Which lines of the records below contain the word "filter"? Show each one.

------

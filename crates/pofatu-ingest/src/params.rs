//! Measured parameters of the compositional data sheet.

use serde::Serialize;
use tracing::{debug, warn};

use crate::error::{IngestError, Result};
use crate::reader::SheetHeader;

/// Top-header label of the column after which parameter columns start.
pub const PARAMETER_MARKER: &str = "PARAMETER";

/// One parameter column together with its companion columns.
#[derive(Debug, Clone, PartialEq, Eq, Serialize)]
pub struct ParameterColumn {
    /// `name` or `name [unit]`.
    pub name: String,
    pub column: usize,
    pub precision_column: Option<usize>,
    pub sigma_column: Option<usize>,
}

#[derive(Debug, Clone, Copy, PartialEq, Eq)]
enum Companion {
    Precision,
    Sigma,
}

fn companion(name: &str) -> Option<Companion> {
    let name = name.trim().to_ascii_lowercase();
    if name == "sd" || name.ends_with("sd value") {
        Some(Companion::Precision)
    } else if name == "sigma" || name == "\u{3c3}" || name.ends_with("sd sigma") {
        Some(Companion::Sigma)
    } else {
        None
    }
}

/// Parameter columns in sheet order.
#[derive(Debug, Clone, Default, PartialEq, Eq, Serialize)]
pub struct ParameterIndex {
    parameters: Vec<ParameterColumn>,
}

impl ParameterIndex {
    /// Builds the index from the compositional sheet header.
    ///
    /// A second parameter with the same name is an error.
    pub fn build(header: &SheetHeader) -> Result<Self> {
        let Some(marker) = header.top_position(PARAMETER_MARKER) else {
            warn!("no {PARAMETER_MARKER} column in compositional header, no parameters read");
            return Ok(Self::default());
        };

        let mut parameters: Vec<ParameterColumn> = Vec::new();
        for column in marker + 1..header.len() {
            let Some(name) = header.top(column).map(str::trim).filter(|name| !name.is_empty())
            else {
                continue;
            };
            if let Some(kind) = companion(name) {
                let Some(last) = parameters.last_mut() else {
                    warn!(column, name, "companion column before any parameter ignored");
                    continue;
                };
                match kind {
                    Companion::Precision => last.precision_column = Some(column),
                    Companion::Sigma => last.sigma_column = Some(column),
                }
                continue;
            }

            let name = match header.sub(column).map(str::trim).filter(|unit| !unit.is_empty()) {
                Some(unit) => format!("{name} [{unit}]"),
                None => name.to_string(),
            };
            if parameters.iter().any(|parameter| parameter.name == name) {
                return Err(IngestError::DuplicateParameter { parameter: name });
            }
            parameters.push(ParameterColumn {
                name,
                column,
                precision_column: None,
                sigma_column: None,
            });
        }
        debug!(count = parameters.len(), "built parameter index");
        Ok(Self { parameters })
    }

    pub fn iter(&self) -> impl Iterator<Item = &ParameterColumn> {
        self.parameters.iter()
    }

    pub fn get(&self, name: &str) -> Option<&ParameterColumn> {
        self.parameters.iter().find(|parameter| parameter.name == name)
    }

    pub fn names(&self) -> impl Iterator<Item = &str> {
        self.parameters.iter().map(|parameter| parameter.name.as_str())
    }

    pub fn len(&self) -> usize {
        self.parameters.len()
    }

    pub fn is_empty(&self) -> bool {
        self.parameters.is_empty()
    }
}

#[cfg(test)]
mod tests {
    use super::*;

    fn cells(values: &[&str]) -> Vec<Option<String>> {
        values
            .iter()
            .map(|value| (!value.is_empty()).then(|| value.to_string()))
            .collect()
    }

    #[test]
    fn test_build_with_companions() {
        let header = SheetHeader::new(
            cells(&["SAMPLE", "METHOD", "PARAMETER", "SiO2", "SiO2 SD value", "SiO2 SD sigma", "87Sr/86Sr", "SD", "Rb"]),
            cells(&["Sample ID", "Method code", "", "wt%", "", "", "", "", "ppm"]),
        );
        let index = ParameterIndex::build(&header).unwrap();
        let names: Vec<&str> = index.names().collect();
        assert_eq!(names, vec!["SiO2 [wt%]", "87Sr/86Sr", "Rb [ppm]"]);

        let sio2 = index.get("SiO2 [wt%]").unwrap();
        assert_eq!(sio2.column, 3);
        assert_eq!(sio2.precision_column, Some(4));
        assert_eq!(sio2.sigma_column, Some(5));
        assert_eq!(index.get("87Sr/86Sr").unwrap().precision_column, Some(7));
        assert_eq!(index.get("Rb [ppm]").unwrap().sigma_column, None);
    }

    #[test]
    fn test_duplicate_parameter() {
        let header = SheetHeader::new(
            cells(&["PARAMETER", "SiO2", "SiO2"]),
            cells(&["", "wt%", "wt%"]),
        );
        let err = ParameterIndex::build(&header).unwrap_err();
        assert!(matches!(err, IngestError::DuplicateParameter { ref parameter } if parameter == "SiO2 [wt%]"));
    }

    #[test]
    fn test_same_name_different_unit_is_distinct() {
        let header = SheetHeader::new(
            cells(&["PARAMETER", "Fe", "Fe"]),
            cells(&["", "wt%", "ppm"]),
        );
        assert_eq!(ParameterIndex::build(&header).unwrap().len(), 2);
    }

    #[test]
    fn test_missing_marker() {
        let header = SheetHeader::new(cells(&["SiO2"]), cells(&["wt%"]));
        assert!(ParameterIndex::build(&header).unwrap().is_empty());
    }
}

------

__Response__.
            let Some(name) = header.top(column).map(str::trim).filter(|name| !name.is_empty())
            let name = match header.sub(column).map(str::trim).filter(|unit| !unit.is_empty()) {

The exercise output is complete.